Four dimensions of treatment beliefs were measured using the brief LBP Treatment Beliefs Questionnaire: expected effectiveness, credibility, concerns and individualised fit (four items per subscale).60 This questionnaire was explicitly designed for use in mixed cohorts of patients with LBP undergoing diverse treatments. It was completed at baseline as patients’ expectancies regarding effectiveness should be measured early in treatment.13
A single-item numerical rating scale at baseline measured practitioners’ outcome expectancies for each patient. Four subscales from the ABS-mp measured, at baseline, practitioners’: willingness to engage with psychological issues (four items); confidence and concern over clinical limitations (two items); re-activation of work and activity (three items) and belief in an underlying structural cause of pain (three items).17 58
Hypothesised mediators, that is, constructs thought to be on the causal pathway between contextual components and patient outcomes, were measured at baseline, 2 weeks and 3 months. The reliable and valid 9-item Brief Illness Perceptions Questionnaire was used to measure the extent to which patients perceive their LBP as threatening.61 Self-efficacy for coping with pain was assessed using the 5-item Chronic Pain Self-Efficacy for Pain Management subscale.62 Psychosocial distress was assessed using the 5-item Psychosocial scale on the STarT Back Questionnaire63 which assesses multiple modifiable psychosocial predictors of outcome.
Clinical and sociodemographic characteristics
Patient and practitioner characteristics were assessed at baseline. Patient characteristics were: leg pain and shoulder/neck pain bothersomeness (measured using the single item on bothersomeness as worded on the STarT Back tool63 adapted from Dunn and Croft64); LBP duration; age; gender; work status; compensation status; comorbidities; co-treatments; socioeconomic status. To indicate socioeconomic status, patients’ postcodes were collected and used to assign the associated index of multiple deprivation (IMD) score to assign to each patient. The IMD ranks 32 844 small areas in England from most to least deprived; scores from 1 to 10 are then assigned to each area indicating the decile of deprivation, and these can be looked up by postcode. An IMD score of 1 indicates that the area is among the most deprived 10% of areas.65 Practitioner characteristics were: time since qualifying; experience in musculoskeletal care; age; gender.
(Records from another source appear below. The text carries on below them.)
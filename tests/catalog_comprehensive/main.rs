//! End-to-end tests of the catalog service facade
//!
//! These exercise the full stack: facade → managers → repository →
//! key codec → in-memory table, with the rate limiter at the boundary.

mod attribution_flow;
mod failures;
mod lifecycle;
mod pagination;
mod rate_limiting;
mod search_flow;

use ragamala::{Caller, CatalogService, Composition, EntityId};

/// A service over a fresh in-memory table
pub fn service() -> CatalogService {
    CatalogService::in_memory()
}

/// An authenticated editor
pub fn editor(name: &str) -> Caller {
    Caller::user(name)
}

/// A composition draft with the given refs
pub fn composition(title: &str, language: &str, raga: &str, tala: &str) -> Composition {
    Composition::new(
        title,
        language,
        "carnatic",
        EntityId::new(raga),
        EntityId::new(tala),
        "seed".into(),
    )
}
//! Search dispatch through the facade

use crate::{composition, editor, service};
use ragamala::{
    AttributionType, Composition, Confidence, EntityId, Raga, SearchParams,
};

#[test]
fn prefix_search_finds_normalized_titles() {
    let service = service();
    let alice = editor("alice");

    service
        .create(&alice, composition("vathapi ganapathim ", "sanskrit", "r1", "t1"))
        .unwrap();
    service
        .create(&alice, composition("endaro mahanubhavulu", "telugu", "r1", "t1"))
        .unwrap();

    // messy query whitespace is cleaned before dispatch
    let page = service
        .search_compositions(&alice, &SearchParams::query("  vathapi  "))
        .unwrap();
    assert_eq!(page.items.len(), 1);
    assert_eq!(page.items[0].title, "vathapi ganapathim");
}

#[test]
fn letter_search_is_a_one_char_prefix() {
    let service = service();
    let alice = editor("alice");
    for title in ["vathapi ganapathim", "vara leela", "endaro mahanubhavulu"] {
        service
            .create(&alice, composition(title, "telugu", "r1", "t1"))
            .unwrap();
    }

    let page = service
        .search_compositions(&alice, &SearchParams::query("v"))
        .unwrap();
    assert_eq!(page.items.len(), 2);
}

#[test]
fn language_search_canonicalizes_before_dispatch() {
    let service = service();
    let alice = editor("alice");
    service
        .create(&alice, composition("krithi one", "sanskrit", "r1", "t1"))
        .unwrap();
    service
        .create(&alice, composition("krithi two", "telugu", "r1", "t1"))
        .unwrap();

    // stored rows carry "Sanskrit"; the lowercase input must still hit
    let page = service
        .search_compositions(
            &alice,
            &SearchParams {
                language: Some("sanskrit".into()),
                ..Default::default()
            },
        )
        .unwrap();
    assert_eq!(page.items.len(), 1);
    assert_eq!(page.items[0].language, "Sanskrit");
}

#[test]
fn tradition_search_spans_kinds_separately() {
    let service = service();
    let alice = editor("alice");
    service
        .create(&alice, Raga::new("kalyani", "carnatic", "alice".into()))
        .unwrap();
    service
        .create(&alice, Raga::new("yaman", "hindustani", "alice".into()))
        .unwrap();

    let page: ragamala::Page<Raga> = service
        .search(
            &alice,
            &SearchParams {
                tradition: Some("hindustani".into()),
                ..Default::default()
            },
        )
        .unwrap();
    assert_eq!(page.items.len(), 1);
    assert_eq!(page.items[0].name, "yaman");
}

#[test]
fn raga_and_tala_filters_use_reference_slots() {
    let service = service();
    let alice = editor("alice");
    service
        .create(&alice, composition("in kalyani", "telugu", "kalyani", "adi"))
        .unwrap();
    service
        .create(&alice, composition("in todi", "telugu", "todi", "rupaka"))
        .unwrap();

    let by_raga = service
        .search_compositions(
            &alice,
            &SearchParams {
                raga_id: Some(EntityId::new("kalyani")),
                ..Default::default()
            },
        )
        .unwrap();
    assert_eq!(by_raga.items.len(), 1);
    assert_eq!(by_raga.items[0].title, "in kalyani");

    let by_tala = service
        .search_compositions(
            &alice,
            &SearchParams {
                tala_id: Some(EntityId::new("rupaka")),
                ..Default::default()
            },
        )
        .unwrap();
    assert_eq!(by_tala.items.len(), 1);
    assert_eq!(by_tala.items[0].title, "in todi");
}

#[test]
fn artist_filter_fans_out_through_attributions() {
    let service = service();
    let alice = editor("alice");
    let artist = EntityId::new("dikshitar");

    let attributed = service
        .create(&alice, composition("vathapi ganapathim", "sanskrit", "r1", "t1"))
        .unwrap();
    service
        .create(&alice, composition("unrelated", "telugu", "r1", "t1"))
        .unwrap();
    service
        .attribute(
            &alice,
            attributed.id.clone(),
            artist.clone(),
            AttributionType::Primary,
            Confidence::High,
        )
        .unwrap();

    let page = service
        .search_compositions(
            &alice,
            &SearchParams {
                artist_id: Some(artist),
                ..Default::default()
            },
        )
        .unwrap();
    assert_eq!(page.items.len(), 1);
    assert_eq!(page.items[0].title, "vathapi ganapathim");
}

#[test]
fn query_outranks_other_filters() {
    let service = service();
    let alice = editor("alice");
    service
        .create(&alice, composition("alpha krithi", "sanskrit", "r1", "t1"))
        .unwrap();
    service
        .create(&alice, composition("beta krithi", "telugu", "r2", "t2"))
        .unwrap();

    // both a query and a language filter: the query branch must win
    let page = service
        .search_compositions(
            &alice,
            &SearchParams {
                query: Some("beta".into()),
                language: Some("sanskrit".into()),
                ..Default::default()
            },
        )
        .unwrap();
    assert_eq!(page.items.len(), 1);
    assert_eq!(page.items[0].title, "beta krithi");
}

#[test]
fn popularity_ranking_is_best_first() {
    let service = service();
    let alice = editor("alice");

    let _quiet = service
        .create(&alice, composition("quiet", "telugu", "r1", "t1"))
        .unwrap();
    let liked = service
        .create(&alice, composition("liked", "telugu", "r1", "t1"))
        .unwrap();
    let viral = service
        .create(&alice, composition("viral", "telugu", "r1", "t1"))
        .unwrap();

    service.favorite::<Composition>(&alice, &liked.id).unwrap();
    for _ in 0..3 {
        service
            .record_view::<Composition>(&alice, &viral.id)
            .unwrap();
    }
    service.favorite::<Composition>(&alice, &viral.id).unwrap();

    let page: ragamala::Page<Composition> = service.popular(&alice, Some(10), None).unwrap();
    let titles: Vec<&str> = page.items.iter().map(|c| c.title.as_str()).collect();
    assert_eq!(titles, vec!["viral", "liked", "quiet"]);
}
Practitioners reported for each patient individually at 3 months which treatment modalities had been applied (reported in online supplemental table 3).
The planned multilevel analysis required a final sample size of 690 patients to detect correlations between the predictors, hypothesised mediators and the primary outcome with Pearson’s R=0.2 (and corresponding Beta regression coefficients of 0.235) with 95% power and p<0.0005 (two-tailed). This sample size was adjusted for clustering of patients within practitioners: the basic sample size was inflated by a factor of 1+(K−1)*ICC, where K=8 and ICC=0.01066 (K=mean patients recruited per practitioner, ICC=intra-cluster correlation). It was also intended to allow testing for interactions and possible treatment-specific effects. The target sample size required 86 practitioners to actively recruit patients (29 practitioners per therapy). To allow for 30% dropout, based on a similar prospective cohort study in acupuncture,15 we aimed to recruit 986 patients.
Paper questionnaires were entered online by researchers and checked for accuracy. All data were downloaded into MS Excel, cleaned and exported into SPSS V.22 and Stata for analysis.
Data were explored using descriptive statistics and graphs. Cronbach’s alpha was calculated to summarise the internal consistency of the measures at baseline. No imputation was undertaken for missing values.
To test the extent to which each contextual component predicted patient outcomes over time (aim 1), multilevel linear mixed models were run with observations nested within patients over time and patients nested within practitioners. Separate models were run to test the effect of each individual contextual component on patient outcomes. These models excluded hypothesised mediators but did control for baseline back-related disability and other potential confounders specified in the protocol: leg pain and shoulder/neck pain bothersomeness; duration of LBP; age; gender; work status; compensation status; comorbidities; co-treatments; socioeconomic status (using deprivation index as indicated by postcode). The effect size was calculated for significant predictors using the partial eta-squared for multivariate regression, which can be interpreted as follows: 0.02 is a small effect, 0.13 moderate and 0.26 large.67
To test whether the effect of contextual components on patient outcomes was mediated by perceived threat of pain, self-efficacy for coping and/or psychosocial distress (aim 2), the Baron and Kenny approach was used.68 This involved (1) testing whether each hypothesised mediator was associated with the outcome (RMDQ), and then (2) controlling for those hypothesised mediators that were associated with the outcome in the analyses of those contextual components which had a statistically significant relationship with the outcome. This enabled a determination of whether the relationship between the contextual components and outcome remained significant or whether the relationship was largely explained by the presence of the mediators. Mediators were included in models as repeated measures.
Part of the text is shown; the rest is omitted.